Darf Euch der Rohe das ins Antlitz sagen!
Oh, es ist hart!

Maria in Nachdenken verloren:

Wie haben in den Tagen unsers Glanzes
Dem Schmeichler ein zu willig Ohr geliehn;
Gerecht ist's, gute Kennedy, daß wir
Des Vorwurfs ernste Stimme nun vernehmen.

Kennedy: 

Wie? so gebeugt, so mutlos, teure Lady?
Wart Ihr doch sonst so froh, Ihr pflegtet mich zu trösten,
Und eher mußt' ich Euren Flattersinn
Als Eure Schwermut schelten.

Maria: 

Ich erkenn ihn.
Es ist der blut'ge Schatten König Darnleys,
Der zürnend aus dem Gruftgewölbe steigt,
Und er wird nimmer Friede mit mir machen,
Bis meines Unglücks Maß erfüllet ist.

Kennedy: 

Was für Gedanken ...

Maria: 

Du vergissest, Hanna ...
Ich aber habe ein getreu Gedächtnis ...
Der Jahrestag dieser unglückseligen Tat
Ist heute abermals zurückgekehrt,
Er ist's, den ich mit Buß' und Fasten feire.

Kennedy: 

Schickt endlich diesen bösen Geist zur Ruh'.
Ihr habt die Tat mit jahrelanger Reu',
Mit schweren Leidensproben abgebüßt.
Die Kirche, die den Löseschlüssel hat
Für jede Schuld, der Himmel hat vergeben.

Maria: 

Frischblutend steigt die längst vergebne Schuld
Aus ihrem leichtbedeckten Grab empor!
Des Gatten racheforderndes Gespenst
Schickt keines Messedieners Glocke, kein
Hochwürdiges in Priesters Hand zur Gruft.

Kennedy: 

Nicht Ihr habt ihn gemordet!
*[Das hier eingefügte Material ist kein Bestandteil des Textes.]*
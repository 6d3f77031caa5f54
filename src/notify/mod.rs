//! Best-effort email notifications.
//!
//! Delivery runs on a detached task bounded by a timeout. Failures are logged
//! and never reach the request that triggered them.

mod smtp;

use std::sync::Arc;
use std::time::Duration;

use async_trait::async_trait;
use thiserror::Error;
use tokio::task::JoinHandle;

use crate::store::Store;

pub use smtp::{SmtpConfig, SmtpMailer};

pub const DEFAULT_SEND_TIMEOUT: Duration = Duration::from_secs(10);

#[derive(Debug, Error)]
pub enum MailError {
    #[error("SMTP transport error: {0}")]
    Transport(#[from] lettre::transport::smtp::Error),

    #[error("email address parse error: {0}")]
    Address(#[from] lettre::address::AddressError),

    #[error("email build error: {0}")]
    Build(String),
}

/// A mail transport. Implementations deliver one message to every recipient.
#[async_trait]
pub trait Mailer: Send + Sync {
    async fn send(&self, recipients: &[String], subject: &str, body: &str) -> Result<(), MailError>;
}

pub struct Notifier {
    mailer: Option<Arc<dyn Mailer>>,
    timeout: Duration,
}

impl Notifier {
    #[must_use]
    pub fn new(mailer: Option<Arc<dyn Mailer>>, timeout: Duration) -> Self {
        Self { mailer, timeout }
    }

    /// A notifier with no transport; every dispatch is a silent no-op.
    #[must_use]
    pub fn disabled() -> Self {
        Self::new(None, DEFAULT_SEND_TIMEOUT)
    }

    #[must_use]
    pub fn is_enabled(&self) -> bool {
        self.mailer.is_some()
    }

    /// Sends `subject`/`body` to `recipients` on a detached task.
    ///
    /// Returns the task handle, or `None` when there was nothing to do.
    /// Callers on the request path drop the handle.
    pub fn dispatch(
        &self,
        recipients: Vec<String>,
        subject: impl Into<String>,
        body: impl Into<String>,
    ) -> Option<JoinHandle<()>> {
        let Some(mailer) = self.mailer.clone() else {
            tracing::debug!("Mail transport not configured, skipping notification");
            return None;
        };
        if recipients.is_empty() {
            return None;
        }

        let runtime = match tokio::runtime::Handle::try_current() {
            Ok(handle) => handle,
            Err(e) => {
                tracing::warn!("Cannot dispatch notification outside a runtime: {e}");
                return None;
            }
        };

        let subject = subject.into();
        let body = body.into();
        let timeout = self.timeout;

        Some(runtime.spawn(async move {
            match tokio::time::timeout(timeout, mailer.send(&recipients, &subject, &body)).await {
                Ok(Ok(())) => {
                    tracing::info!(recipients = recipients.len(), %subject, "Notification sent");
                }
                Ok(Err(e)) => {
                    tracing::warn!(%subject, "Notification delivery failed: {e}");
                }
                Err(_) => {
                    tracing::warn!(%subject, "Notification delivery timed out after {timeout:?}");
                }
            }
        }))
    }

    /// Notifies every member of a project. Member lookup failures are logged
    /// like delivery failures.
    pub fn notify_project_members(
        &self,
        store: &dyn Store,
        project_id: &str,
        subject: impl Into<String>,
        body: impl Into<String>,
    ) -> Option<JoinHandle<()>> {
        if !self.is_enabled() {
            return None;
        }

        let recipients = match store.list_member_emails(project_id) {
            Ok(emails) => emails,
            Err(e) => {
                tracing::warn!("Failed to resolve members of project {project_id}: {e}");
                return None;
            }
        };

        self.dispatch(recipients, subject, body)
    }
}
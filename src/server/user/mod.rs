mod annotations;
mod auth;
mod invitations;
mod projects;
mod videos;

use std::sync::Arc;

use axum::{
    Router,
    extract::DefaultBodyLimit,
    routing::{get, post},
};

use crate::server::AppState;

pub use videos::MAX_UPLOAD_SIZE;

pub fn user_router() -> Router<Arc<AppState>> {
    Router::new()
        // Auth
        .route("/auth/login", post(auth::login))
        .route("/auth/me", get(auth::me))
        // Projects
        .route("/projects", get(projects::list_projects))
        .route("/projects", post(projects::create_project))
        .route("/projects/code/{code}", get(projects::get_project_by_code))
        .route("/projects/{id}/members", get(projects::list_members))
        .route("/projects/{id}/invitations", post(invitations::invite))
        .route("/projects/{id}/videos", get(projects::list_videos))
        .route("/projects/{id}/export", get(projects::export_csv))
        // Invitations (public, the token is the credential)
        .route("/invitations/validate", get(invitations::validate))
        .route("/invitations/accept", post(invitations::accept))
        // Videos
        .route(
            "/videos",
            post(videos::create_video).layer(DefaultBodyLimit::max(MAX_UPLOAD_SIZE)),
        )
        .route("/videos/{id}", get(videos::get_video))
        .route("/videos/{id}/annotations", get(videos::list_annotations))
        // Annotations
        .route("/annotations", post(annotations::create_annotation))
}
use thiserror::Error;

#[derive(Debug, Error)]
pub enum Error {
    #[error("database error: {0}")]
    Database(#[from] rusqlite::Error),

    #[error("not found")]
    NotFound,

    #[error("io error: {0}")]
    Io(#[from] std::io::Error),

    #[error("invalid configuration: {0}")]
    Config(String),

    #[error("invalid credentials")]
    InvalidCredentials,

    #[error("account not activated")]
    AccountNotActivated,

    #[error("unauthorized")]
    Unauthorized,

    #[error("forbidden")]
    Forbidden,

    #[error("invalid token")]
    TokenInvalid,

    #[error("token expired")]
    TokenExpired,

    #[error("invitation already used")]
    InvitationUsed,

    #[error("missing required fields: {0}")]
    MissingFields(String),

    #[error("invalid timecode: {0}")]
    InvalidTimecode(f64),

    #[error("parent annotation must exist on the same video")]
    InvalidParent,

    #[error("invalid role: {0}")]
    InvalidRole(String),

    #[error("bad request: {0}")]
    BadRequest(String),

    #[error("project code collision")]
    CodeCollision,

    #[error("could not generate a unique project code after {0} attempts")]
    CodeGenerationExhausted(u32),
}

pub type Result<T> = std::result::Result<T, Error>;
Andre taten's!

Maria: 

Ich wußte drum. Ich ließ die Tat geschehn
Und lockt' ihn schmeicheln in das Todesnetz.

Kennedy: 

Die Jugend mildert Eure Schuld. Ihr wart
So zarten Alters noch.

Maria: 

So zart – und lud
Die schwere Schuld auf mein so junges Leben.

Kennedy: 

Ihr wart durch blutige Beleidigung
Gereizt und durch des Mannes Übermut,
Den Eure Liebe aus der Dunkelheit,
Wie eine Götterhand, hervorgezogen,
Den Ihr durch Euer Brautgemach zum Throne
Geführt, mit Eurer blühenden Person
Beglückt und Eurer angestammten Krone.
Konnt' er vergessen, daß sein prangend Los
Der Liebe großmutsvolle Schöpfung war?
Und doch vergaß er's, der Unwürdige!
Beleidigte mit niedrigem Verdacht,
Mit rohen Sitten Eure Zärtlichkeit,
Und widerwärtig wurd' er Euren Augen.
Der Zauber schwand, der Euren Blick getäuscht,
Ihr floht erzürnt des Schändlichen Umarmung
Und gabt ihn der Verachtung preis – Und er –
Versucht' er's, Eure Gunst zurückzurufen?
Bat er um Gnade? Warf er sich bereuend
Zu Euren Füßen, Besserung versprechend?
Trotz bot Euch der Abscheuliche – Der Euer
Geschöpf war, Euren König wollt' er spielen,
Vor Euren Augen ließ er Euch den Liebling,
Den schönen Sänger Rizzio, durchbohren –
Ihr rächtet blutig nur die blut'ge Tat.